● **Exercise inputs**:

use leptos::*;
use leptos_meta::{provide_meta_context, Title};
use leptos_router::*;

use crate::{
    access::AccessTable,
    api::ApiClient,
    components::guard::RequireAuth,
    pages::{
        dashboard::DashboardPage, login::LoginPage, not_found::NotFoundPage,
        profile::ProfilePage, section::SectionPage,
    },
    config,
    state::session::SessionProvider,
};

pub const ROUTE_PATHS: &[&str] = &[
    "/",
    "/dashboard",
    "/leads",
    "/leads/new",
    "/leads/assigned",
    "/projects",
    "/projects/new",
    "/locations/cities",
    "/locations/localities",
    "/employees",
    "/employees/new",
    "/bookings",
    "/partners",
    "/partners/requests",
    "/builders",
    "/queries",
    "/support",
    "/support/new",
    "/profile",
];

pub const PROTECTED_ROUTE_PATHS: &[&str] = &[
    "/dashboard",
    "/leads",
    "/leads/new",
    "/leads/assigned",
    "/projects",
    "/projects/new",
    "/locations/cities",
    "/locations/localities",
    "/employees",
    "/employees/new",
    "/bookings",
    "/partners",
    "/partners/requests",
    "/builders",
    "/queries",
    "/support",
    "/support/new",
    "/profile",
];

pub const PUBLIC_ROUTE_PATHS: &[&str] = &["/"];

pub fn mount_app() {
    mount_to_body(app_root);
}

pub fn app_root() -> impl IntoView {
    provide_meta_context();
    provide_context(ApiClient::new());
    provide_context(AccessTable::new(config::unknown_role_menu()));
    view! {
        <Title text="Estate Admin"/>
        <SessionProvider>
            <Router>
                <Routes>
                    <Route path="/" view=LoginPage/>
                    <Route path="/dashboard" view=ProtectedDashboard/>
                    <Route path="/leads" view=ProtectedSection/>
                    <Route path="/leads/new" view=ProtectedSection/>
                    <Route path="/leads/assigned" view=ProtectedSection/>
                    <Route path="/projects" view=ProtectedSection/>
                    <Route path="/projects/new" view=ProtectedSection/>
                    <Route path="/locations/cities" view=ProtectedSection/>
                    <Route path="/locations/localities" view=ProtectedSection/>
                    <Route path="/employees" view=ProtectedSection/>
                    <Route path="/employees/new" view=ProtectedSection/>
                    <Route path="/bookings" view=ProtectedSection/>
                    <Route path="/partners" view=ProtectedSection/>
                    <Route path="/partners/requests" view=ProtectedSection/>
                    <Route path="/builders" view=ProtectedSection/>
                    <Route path="/queries" view=ProtectedSection/>
                    <Route path="/support" view=ProtectedSection/>
                    <Route path="/support/new" view=ProtectedSection/>
                    <Route path="/profile" view=ProtectedProfile/>
                    <Route path="/*any" view=NotFoundPage/>
                </Routes>
            </Router>
        </SessionProvider>
    }
}

#[component]
fn ProtectedDashboard() -> impl IntoView {
    view! { <RequireAuth><DashboardPage/></RequireAuth> }
}

#[component]
fn ProtectedSection() -> impl IntoView {
    view! { <RequireAuth><SectionPage/></RequireAuth> }
}

#[component]
fn ProtectedProfile() -> impl IntoView {
    view! { <RequireAuth><ProfilePage/></RequireAuth> }
}

#[cfg(test)]
mod tests {
    use super::*;
    use crate::access::{nav::flatten, nav_tree};
    use std::collections::HashSet;

    #[test]
    fn every_menu_link_is_a_protected_route() {
        for item in flatten(nav_tree()) {
            if let Some(path) = item.path {
                assert!(
                    PROTECTED_ROUTE_PATHS.contains(&path),
                    "menu path not routed: {}",
                    path
                );
            }
        }
    }

    #[test]
    fn protected_and_public_routes_partition_all_routes() {
        let all: HashSet<&str> = ROUTE_PATHS.iter().copied().collect();
        let protected: HashSet<&str> = PROTECTED_ROUTE_PATHS.iter().copied().collect();
        let public: HashSet<&str> = PUBLIC_ROUTE_PATHS.iter().copied().collect();
        assert!(protected.is_disjoint(&public));
        assert_eq!(
            protected.union(&public).copied().collect::<HashSet<_>>(),
            all
        );
    }

    #[test]
    fn no_duplicate_routes() {
        let unique: HashSet<&str> = ROUTE_PATHS.iter().copied().collect();
        assert_eq!(unique.len(), ROUTE_PATHS.len());
    }
}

● **Activity**:
Could all of the entries be retyped word for word?

● **Answer below**:
use leptos::*;
use leptos_meta::{provide_meta_context, Title};
use leptos_router::*;

use crate::{
    access::AccessTable,
    api::ApiClient,
    components::guard::RequireAuth,
    pages::{
        dashboard::DashboardPage, login::LoginPage, not_found::NotFoundPage,
        profile::ProfilePage, section::SectionPage,
    },
    config,
    state::session::SessionProvider,
};

pub const ROUTE_PATHS: &[&str] = &[
    "/",
    "/dashboard",
    "/leads",
    "/leads/new",
    "/leads/assigned",
    "/projects",
    "/projects/new",
    "/locations/cities",
    "/locations/localities",
    "/employees",
    "/employees/new",
    "/bookings",
    "/partners",
    "/partners/requests",
    "/builders",
    "/queries",
    "/support",
    "/support/new",
    "/profile",
];

pub const PROTECTED_ROUTE_PATHS: &[&str] = &[
    "/dashboard",
    "/leads",
    "/leads/new",
    "/leads/assigned",
    "/projects",
    "/projects/new",
    "/locations/cities",
    "/locations/localities",
    "/employees",
    "/employees/new",
    "/bookings",
    "/partners",
    "/partners/requests",
    "/builders",
    "/queries",
    "/support",
    "/support/new",
    "/profile",
];

pub const PUBLIC_ROUTE_PATHS: &[&str] = &["/"];

pub fn mount_app() {
    mount_to_body(app_root);
}

pub fn app_root() -> impl IntoView {
    provide_meta_context();
    provide_context(ApiClient::new());
    provide_context(AccessTable::new(config::unknown_role_menu()));
    view! {
        <Title text="Estate Admin"/>
        <SessionProvider>
            <Router>
                <Routes>
                    <Route path="/" view=LoginPage/>
                    <Route path="/dashboard" view=ProtectedDashboard/>
                    <Route path="/leads" view=ProtectedSection/>
                    <Route path="/leads/new" view=ProtectedSection/>
                    <Route path="/leads/assigned" view=ProtectedSection/>
                    <Route path="/projects" view=ProtectedSection/>
                    <Route path="/projects/new" view=ProtectedSection/>
                    <Route path="/locations/cities" view=ProtectedSection/>
                    <Route path="/locations/localities" view=ProtectedSection/>
                    <Route path="/employees" view=ProtectedSection/>
                    <Route path="/employees/new" view=ProtectedSection/>
                    <Route path="/bookings" view=ProtectedSection/>
                    <Route path="/partners" view=ProtectedSection/>
                    <Route path="/partners/requests" view=ProtectedSection/>
                    <Route path="/builders" view=ProtectedSection/>
                    <Route path="/queries" view=ProtectedSection/>
                    <Route path="/support" view=ProtectedSection/>
                    <Route path="/support/new" view=ProtectedSection/>
                    <Route path="/profile" view=ProtectedProfile/>
                    <Route path="/*any" view=NotFoundPage/>
                </Routes>
            </Router>
        </SessionProvider>
    }
}

#[component]
fn ProtectedDashboard() -> impl IntoView {
    view! { <RequireAuth><DashboardPage/></RequireAuth> }
}

#[component]
fn ProtectedSection() -> impl IntoView {
    view! { <RequireAuth><SectionPage/></RequireAuth> }
}

#[component]
fn ProtectedProfile() -> impl IntoView {
    view! { <RequireAuth><ProfilePage/></RequireAuth> }
}

#[cfg(test)]
mod tests {
    use super::*;
    use crate::access::{nav::flatten, nav_tree};
    use std::collections::HashSet;

    #[test]
    fn every_menu_link_is_a_protected_route() {
        for item in flatten(nav_tree()) {
            if let Some(path) = item.path {
                assert!(
                    PROTECTED_ROUTE_PATHS.contains(&path),
                    "menu path not routed: {}",
                    path
                );
            }
        }
    }

    #[test]
    fn protected_and_public_routes_partition_all_routes() {
        let all: HashSet<&str> = ROUTE_PATHS.iter().copied().collect();
        let protected: HashSet<&str> = PROTECTED_ROUTE_PATHS.iter().copied().collect();
        let public: HashSet<&str> = PUBLIC_ROUTE_PATHS.iter().copied().collect();
        assert!(protected.is_disjoint(&public));
        assert_eq!(
            protected.union(&public).copied().collect::<HashSet<_>>(),
            all
        );
    }

    #[test]
    fn no_duplicate_routes() {
        let unique: HashSet<&str> = ROUTE_PATHS.iter().copied().collect();
        assert_eq!(unique.len(), ROUTE_PATHS.len());
    }
}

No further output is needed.